I/O access suddenly stopped working

G

Godzilla

Hello,

I have an application which require I/O access, to start and refresh
the watchdog chip. I have been using the inpout32.dll (www.lvr.com)
driver to get to access the I/O. Everything were fine under EWF, and
also a non-administrator account. But that is not the case under FBWF;
I simply cannot get the watchdog to trigger a computer restart under a
non-administrator account. The interesting thing is when I load the
same application under administrator account, everything worked as
expected.

I am unsure why the application misbehave under the non-administrator
account on FBWF. Can anyone tell me whether there is any security
policy being changed under FBWF and/or Feature Pack 2007?

Any help will be appreciative. Thank you.
 
G

Godzilla

Thank Stefan and KM.

However, I am still unable to get the FBWF image to run the watchdog
application on a non-administrative account.

The reason why I mention EWF and FBWF is that I am seeing two
different results. The setup is as follow:
* Watchdog application (using inpout32.dll, reside on the same folder
as the app.),
* Running watchdog application under non-admin account:

Result
- EWF image: trigger the watchdog chip whenever it is instructed to...
- FBWF image: DOES NOT trigger the watchdog chip whenever it is
instructed to...

Both images are essentially the same; the only difference is EWF and
FBWF... why is that the case?! I am still seeing this anomally as we
speak. We are at a lost why this is the case under FBWF.
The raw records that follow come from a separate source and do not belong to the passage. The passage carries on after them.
//! Whole-value structural hash.
//!
//! Two values that are [`crate::equality::equal`] always hash the same
//! under [`hash`]; a large list short-circuits to the hash stored in its
//! header rather than recomputing it from scratch.

use crate::error::Result;
use crate::hash as hashfn;
use crate::navigator::Cursor;
use crate::tag::ValueType;

/// The 32-bit structural hash of `cursor`'s value.
pub fn hash(cursor: &Cursor) -> Result<u32> {
    if let Some(stored) = cursor.stored_hash() {
        return Ok(stored);
    }

    match cursor.type_of()? {
        ValueType::Nil => Ok(0),
        ValueType::Integer => {
            let v = cursor.as_integer()?.expect("ValueType::Integer implies as_integer");
            Ok(hashfn::hash_combine(
                hashfn::hash_uint32(hashfn::INTEGER_TAG),
                hashfn::hash_int64(v),
            ))
        }
        ValueType::Float => {
            let v = cursor.as_float()?.expect("ValueType::Float implies as_float");
            Ok(hashfn::hash_combine(
                hashfn::hash_uint32(hashfn::FLOAT_TAG),
                hashfn::hash_float64(v),
            ))
        }
        ValueType::Symbol => {
            let sym = cursor.as_symbol()?.expect("ValueType::Symbol implies as_symbol");
            Ok(hashfn::hash_string_with_tag(hashfn::SYMBOL_TAG, sym))
        }
        ValueType::String => {
            let s = cursor.as_string()?.expect("ValueType::String implies as_string");
            Ok(hashfn::hash_string_with_tag(hashfn::STRING_TAG, s))
        }
        ValueType::List => {
            let children = cursor.children()?;
            let mut list_hash = hashfn::hash_uint32(children.len() as u32);
            list_hash = hashfn::hash_combine(list_hash, hashfn::hash_uint32(hashfn::LIST_TAG));
            for (i, child) in children.iter().enumerate() {
                let child_hash = hash(child)?;
                list_hash = hashfn::combine_child(list_hash, child_hash, i);
            }
            Ok(list_hash)
        }
    }
}

/// A 64-bit extension of [`hash`], folding in a caller-supplied seed. With
/// `seed = 0` this is just the plain 32-bit hash, zero-extended — the same
/// value `hash_extended` and `hash` agree on, for parallel workers that
/// pass `seed = 0`. A nonzero seed is mixed in with its halves swapped,
/// multiplied by the splitmix64 constant, then folded back to 64 bits —
/// good distribution without needing a second hash family.
pub fn hash_extended(cursor: &Cursor, seed: i64) -> Result<i64> {
    let h = hash(cursor)? as u64;
    if seed == 0 {
        return Ok(h as i64);
    }
    let mixed_seed = (seed as u64).rotate_left(32);
    let mut mixed = h ^ mixed_seed;
    mixed = mixed.wrapping_mul(0x9E3779B97F4A7C15);
    mixed = (mixed >> 32) ^ mixed;
    Ok(mixed as i64)
}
Anyone has experience the direct I/O access problem under FBWF image?
 
S

S.P. \(XPe\)

I only have a guess, and it could be completely wrong!

Maybe the inpout32.dll is using some kind of "File In/out" and wrap that to
write to the hardware I/O port.

In that case, the FBWF will redirect the write action to the overlay.

Have you tried some of the other solutions KM has recommended?

You should give it a try, as I can see no explainable reason the EWF is
working and the FBWF doesn't.
 
G

Godzilla

Hello SP,

Thank you for your promptly reply. I am unsure how the inpout32.dll
works... But I do know that it embeds all the kernal mode codes in
itself. Hence it does not require any *.sys file whatsoever.

I had a go at WinIO library, and found it a tad difficult to use. I
was not able to mod my code to work with WinIO, even under
administrator account. I think I need to call some init function
before using the driver... I will double check that code tomorrow and
hopefully get it to work under administrator account first.

Cheers
 
S

S.P. \(XPe\)

Hello Godzille,
what programming language are you using?

Maybe I can post a short sample of using the WinIo.
 
K

KM

Just out of curiosity.. What FBWF settings do you use in that "FBWF image"?
Do they match EWF settings? (in other words, do you protect the entire volume or some files/folders only?)

If you launch your app with the FileMon (ProccessMonitor) tool running you may be able to see if the inpout32 library is trying to
write/read anything on the disk.
 
G

Godzilla

Thank you, SP and KM for your help. It's been worthwhile...

I was able to get it to work on WinIO afterall. Although I still do
not know the exact reason why I couldn't get it to work on
inpout32.dll... it maybe one of those issue I would never know...

KM, I was thinking about the FBWF potentially filters out some file
writes, so I turned off the filter, rebooted the computer. But the
watchdog code still does not trigger after the reboot.

SP, the watchdog code is pretty much done in C++. Having said that, I
was very tempted to use Python for this little script...

Again, thank you for all your help.

Cheers
 
K

KM

Thank you for reporting the results.

Although it is still a bit weird that FBWF caused the issue. I'd report the bug (issue) to the product team via the feedback alias.
 
G

Godzilla

Thanks KM... Also, can you please ensure that the embedded team knows
about the "fbreseal.exe -keepall" will kill IIS after the cloning?
That costed me one Sunday of testing before I found that the "-
keepall" option was to blame. The error message was every time you
tried to start the IIS Admin, it returns with the error code
"2146893818".

Hopefully no one else will have to go through what I did.

Good luck.
 
K

KM

Well, I bet the Product Team is well aware of the IIS issues after cloning since similar issues have been reported here many times
and most of them were (are) documented in release notes.

I guess, it is hard to fix the bugs without changing the IIS binaries (in other words, the issue has to be fixed with the sources).